Gerhard Stapelfeldt (born October 26, 1947, Hamburg, Germany) is a German sociologist. He was a university teacher at University of Hamburg until December 2010.

In 1979 Stapelfeldt published his PhD Thesis, a reconstruction and interpretation of Karl Marx's Das Kapital with special reference to Marx's further studies and writings. Following this interpretation he then put its consequences into practice by developing a  programme of depicting and interpreting political economy, from mercantilism, to Liberalism, imperialism and finally Neoliberalism.

The focal point of his studies lies in the critical theory of society and the history of ideas while his theoretical point of reference is the Critical theory of the Frankfurt School, with theorists like Max Horkheimer, Theodor W. Adorno or Herbert Marcuse, and of Karl Marx. Other major influences on his thinking come from Greek philosophy, Georg Friedrich Wilhelm Hegel or Sigmund Freud. He teaches sociology but also social history, economic history and philosophy.

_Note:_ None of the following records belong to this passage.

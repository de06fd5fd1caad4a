use super::{
    club::member_counts,
    password::{SharedResets, WELCOME_ALLOWED_TIME},
};
use crate::{
    auth::{self, AdminOnly, Role},
    db::{DbRouter, RouterHealth, RouterStats},
    email::{self, Mailer},
    error::{AppError, AppResult},
    models::{Club, PublicUser, User},
    schema::*,
    validation,
};
use axum::{
    extract::Path,
    http::StatusCode,
    routing::{get, put},
    Extension, Json, Router,
};
use chrono::Utc;
use diesel::{
    dsl::count_star,
    prelude::*,
    result::{DatabaseErrorKind, Error as DieselError},
};
use diesel_async::{scoped_futures::ScopedFutureExt, AsyncConnection, AsyncPgConnection, RunQueryDsl};
use serde::{Deserialize, Serialize};
use std::collections::HashMap;
use uuid::Uuid;

#[derive(Serialize)]
struct HomeStats {
    clubs: i64,
    users: i64,
    upcoming_events: i64,
    posts: i64,
}

#[derive(Serialize)]
struct PlatformStats {
    users: i64,
    clubs: i64,
    posts: i64,
    comments: i64,
    events: i64,
    assignments: i64,
    completed_attempts: i64,
    chat_messages: i64,
    users_by_role: HashMap<String, i64>,
}

#[derive(Serialize)]
struct AdminClub {
    #[serde(flatten)]
    club: Club,
    member_count: i64,
    post_count: i64,
    event_count: i64,
}

#[derive(Deserialize)]
struct NewClubRequest {
    name: String,
    slug: String,
    #[serde(default)]
    description: String,
    club_type: Option<String>,
    color: Option<String>,
    coordinator_email: Option<String>,
    coordinator_name: Option<String>,
}

#[derive(Serialize)]
struct NewClubResponse {
    club: Club,
    coordinator: Option<PublicUser>,
    message: String,
}

#[derive(Deserialize)]
struct RoleRequest {
    role: Role,
}

#[derive(Serialize)]
struct SystemResponse {
    replicas: usize,
    pools: RouterStats,
    health: RouterHealth,
}

#[derive(Serialize)]
pub(crate) struct HealthResponse {
    status: &'static str,
    version: &'static str,
    database: &'static str,
}

pub(crate) fn is_valid_slug(slug: &str) -> bool {
    !slug.is_empty()
        && !slug.starts_with('-')
        && !slug.ends_with('-')
        && slug
            .chars()
            .all(|c| c.is_ascii_lowercase() || c.is_ascii_digit() || c == '-')
}

async fn home_stats(Extension(db): Extension<DbRouter>) -> AppResult<Json<HomeStats>> {
    let conn = &mut db.read().await?;

    Ok(Json(HomeStats {
        clubs: clubs::table.count().get_result(conn).await?,
        users: users::table.count().get_result(conn).await?,
        upcoming_events: events::table
            .filter(events::starts_at.gt(Utc::now()))
            .count()
            .get_result(conn)
            .await?,
        posts: posts::table.count().get_result(conn).await?,
    }))
}

async fn platform_stats(
    Extension(db): Extension<DbRouter>,
    AdminOnly(_admin): AdminOnly,
) -> AppResult<Json<PlatformStats>> {
    let conn = &mut db.read().await?;

    let users_by_role = users::table
        .group_by(users::role)
        .select((users::role, count_star()))
        .load::<(String, i64)>(conn)
        .await?;

    Ok(Json(PlatformStats {
        users: users::table.count().get_result(conn).await?,
        clubs: clubs::table.count().get_result(conn).await?,
        posts: posts::table.count().get_result(conn).await?,
        comments: comments::table.count().get_result(conn).await?,
        events: events::table.count().get_result(conn).await?,
        assignments: assignments::table.count().get_result(conn).await?,
        completed_attempts: assignment_attempts::table
            .filter(assignment_attempts::status.eq("completed"))
            .count()
            .get_result(conn)
            .await?,
        chat_messages: chat_messages::table.count().get_result(conn).await?,
        users_by_role: users_by_role.into_iter().collect(),
    }))
}

async fn list_clubs(
    Extension(db): Extension<DbRouter>,
    AdminOnly(_admin): AdminOnly,
) -> AppResult<Json<Vec<AdminClub>>> {
    let conn = &mut db.read().await?;

    let clubs = clubs::table
        .order(clubs::name.asc())
        .load::<Club>(conn)
        .await?;
    let members = member_counts(conn).await?;
    let posts: HashMap<Uuid, i64> = posts::table
        .group_by(posts::club_id)
        .select((posts::club_id, count_star()))
        .load::<(Uuid, i64)>(conn)
        .await?
        .into_iter()
        .collect();
    let events: HashMap<Uuid, i64> = events::table
        .group_by(events::club_id)
        .select((events::club_id, count_star()))
        .load::<(Uuid, i64)>(conn)
        .await?
        .into_iter()
        .collect();

    Ok(Json(
        clubs
            .into_iter()
            .map(|club| AdminClub {
                member_count: members.get(&club.id).copied().unwrap_or(0),
                post_count: posts.get(&club.id).copied().unwrap_or(0),
                event_count: events.get(&club.id).copied().unwrap_or(0),
                club,
            })
            .collect(),
    ))
}

async fn create_club(
    Extension(db): Extension<DbRouter>,
    Extension(mailer): Extension<Mailer>,
    Extension(resets): Extension<SharedResets>,
    AdminOnly(admin): AdminOnly,
    Json(req): Json<NewClubRequest>,
) -> AppResult<Json<NewClubResponse>> {
    #[derive(Insertable)]
    #[diesel(table_name = clubs)]
    struct NewClub {
        slug: String,
        name: String,
        description: String,
        club_type: Option<String>,
        color: Option<String>,
    }

    #[derive(Insertable)]
    #[diesel(table_name = users)]
    struct NewCoordinator {
        email: String,
        password_hash: String,
        name: String,
        role: &'static str,
        club_id: Option<Uuid>,
    }

    let name = req.name.trim();
    if name.is_empty() {
        return Err(AppError::from(StatusCode::BAD_REQUEST, "club name is required"));
    }
    if !is_valid_slug(&req.slug) {
        return Err(AppError::from(
            StatusCode::BAD_REQUEST,
            "slug may only contain lowercase letters, digits and dashes",
        ));
    }

    let coordinator = match (&req.coordinator_email, &req.coordinator_name) {
        (Some(email), Some(name)) => {
            let email =
                validation::parse_email(&super::auth::normalize_email(email))?.to_string();
            if !mailer.is_enabled() {
                return Err(AppError::from(
                    StatusCode::SERVICE_UNAVAILABLE,
                    "coordinator accounts need email, which is not configured",
                ));
            }
            Some((email, name.trim().to_string()))
        }
        (None, None) => None,
        _ => {
            return Err(AppError::from(
                StatusCode::BAD_REQUEST,
                "coordinator email and name must be given together",
            ))
        }
    };

    let coordinator = match coordinator {
        Some((email, name)) => Some(NewCoordinator {
            email,
            // unusable until the welcome link is used
            password_hash: auth::hash_password(rand::random::<[u8; 32]>())?,
            name,
            role: Role::Coordinator.as_str(),
            club_id: None,
        }),
        None => None,
    };

    let conn = &mut db.write().await?;

    if let Some(coordinator) = &coordinator {
        let taken = users::table
            .filter(users::email.eq(&coordinator.email))
            .count()
            .get_result::<i64>(conn)
            .await?;
        if taken > 0 {
            return Err(AppError::from(
                StatusCode::CONFLICT,
                "an account with the coordinator's email already exists",
            ));
        }
    }

    let new_club = NewClub {
        slug: req.slug,
        name: name.to_string(),
        description: req.description,
        club_type: req.club_type,
        color: req.color,
    };

    // the club and its coordinator are created together or not at all
    let created = conn
        .transaction::<_, DieselError, _>(|conn| {
            async move {
                let Some(club) = diesel::insert_into(clubs::table)
                    .values(new_club)
                    .on_conflict(clubs::slug)
                    .do_nothing()
                    .get_result::<Club>(conn)
                    .await
                    .optional()?
                else {
                    return Ok(None);
                };

                let user = match coordinator {
                    Some(coordinator) => Some(
                        diesel::insert_into(users::table)
                            .values(NewCoordinator {
                                club_id: Some(club.id),
                                ..coordinator
                            })
                            .get_result::<User>(conn)
                            .await?,
                    ),
                    None => None,
                };

                Ok(Some((club, user)))
            }
            .scope_boxed()
        })
        .await;

    let (club, user) = match created {
        Ok(Some(created)) => created,
        Ok(None) => {
            return Err(AppError::from(
                StatusCode::CONFLICT,
                "a club with this slug already exists",
            ))
        }
        Err(DieselError::DatabaseError(DatabaseErrorKind::UniqueViolation, _)) => {
            return Err(AppError::from(
                StatusCode::CONFLICT,
                "an account with the coordinator's email already exists",
            ))
        }
        Err(e) => return Err(e.into()),
    };
    tracing::info!(club_id = %club.id, by = %admin.id, "created club");

    let Some(user) = user else {
        return Ok(Json(NewClubResponse {
            message: format!("Created club {}.", club.name),
            club,
            coordinator: None,
        }));
    };

    let uid = resets.lock().await.issue(user.id, WELCOME_ALLOWED_TIME);
    let sent = match mailer.link(&format!("reset-password/{uid}")) {
        Ok(link) => {
            let body = email::welcome_body(&user.name, &user.email, &club.name, &link);
            mailer
                .send(&user.name, &user.email, "Welcome to Zenith!", body)
                .await
        }
        Err(e) => Err(e),
    };

    if let Err(e) = sent {
        tracing::error!(user_id = %user.id, error = %e, "failed to send welcome email, rolling back club");
        resets.lock().await.consume(&uid);
        discard_club(conn, club.id, user.id).await?;
        return Err(AppError::from(
            StatusCode::INTERNAL_SERVER_ERROR,
            "failed to send email",
        ));
    }

    Ok(Json(NewClubResponse {
        message: format!(
            "Created club {}, sent a welcome email to {}.",
            club.name, user.email
        ),
        club,
        coordinator: Some(PublicUser::from(&user)),
    }))
}

/// Removes a freshly created club and its coordinator.
async fn discard_club(
    conn: &mut AsyncPgConnection,
    club_id: Uuid,
    coordinator_id: Uuid,
) -> QueryResult<()> {
    conn.transaction::<_, DieselError, _>(|conn| {
        async move {
            diesel::delete(users::table.find(coordinator_id))
                .execute(conn)
                .await?;
            diesel::delete(clubs::table.find(club_id))
                .execute(conn)
                .await?;
            Ok(())
        }
        .scope_boxed()
    })
    .await
}

async fn set_role(
    Extension(db): Extension<DbRouter>,
    Path(user_id): Path<Uuid>,
    AdminOnly(admin): AdminOnly,
    Json(req): Json<RoleRequest>,
) -> AppResult<Json<PublicUser>> {
    if user_id == admin.id {
        return Err(AppError::from(
            StatusCode::BAD_REQUEST,
            "you cannot change your own role",
        ));
    }

    let conn = &mut db.write().await?;

    let user = diesel::update(users::table.find(user_id))
        .set((
            users::role.eq(req.role.as_str()),
            users::updated_at.eq(Utc::now()),
        ))
        .get_result::<User>(conn)
        .await
        .optional()?
        .ok_or_else(|| AppError::from(StatusCode::NOT_FOUND, "user not found"))?;
    tracing::info!(%user_id, role = %req.role, by = %admin.id, "changed user role");

    Ok(Json(PublicUser::from(&user)))
}

async fn system(
    Extension(db): Extension<DbRouter>,
    AdminOnly(_admin): AdminOnly,
) -> Json<SystemResponse> {
    Json(SystemResponse {
        replicas: db.replica_count(),
        pools: db.stats(),
        health: db.health_check().await,
    })
}

pub(crate) async fn health(Extension(db): Extension<DbRouter>) -> Json<HealthResponse> {
    let health = db.health_check().await;
    Json(HealthResponse {
        status: if health.healthy { "healthy" } else { "degraded" },
        version: env!("CARGO_PKG_VERSION"),
        database: if health.primary {
            "connected"
        } else {
            "disconnected"
        },
    })
}

pub fn app() -> Router {
    Router::new()
        .route("/stats", get(platform_stats))
        .route("/clubs", get(list_clubs).post(create_club))
        .route("/users/:user_id/role", put(set_role))
        .route("/system", get(system))
}

pub fn home() -> Router {
    Router::new().route("/stats", get(home_stats))
}

#[cfg(test)]
mod tests {
    use super::*;

    #[test]
    fn slugs() {
        assert!(is_valid_slug("robotics-club"));
        assert!(is_valid_slug("cs50"));
        assert!(!is_valid_slug("Robotics"));
        assert!(!is_valid_slug("-edge"));
        assert!(!is_valid_slug("a b"));
        assert!(!is_valid_slug(""));
    }
}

His major work is a three-part work, also his professorial dissertation, the Critique of Economic Rationality (Kritik der ökonomischen Rationalität), which describes the genesis as well as the logic, institutional and empirical structure of capitalism in the eras of state-interventionism and Neoliberalism. It contains a general historical-philosophical part as well as examinations of the political economy of the Federal Republic of Germany, the European Union and world economy.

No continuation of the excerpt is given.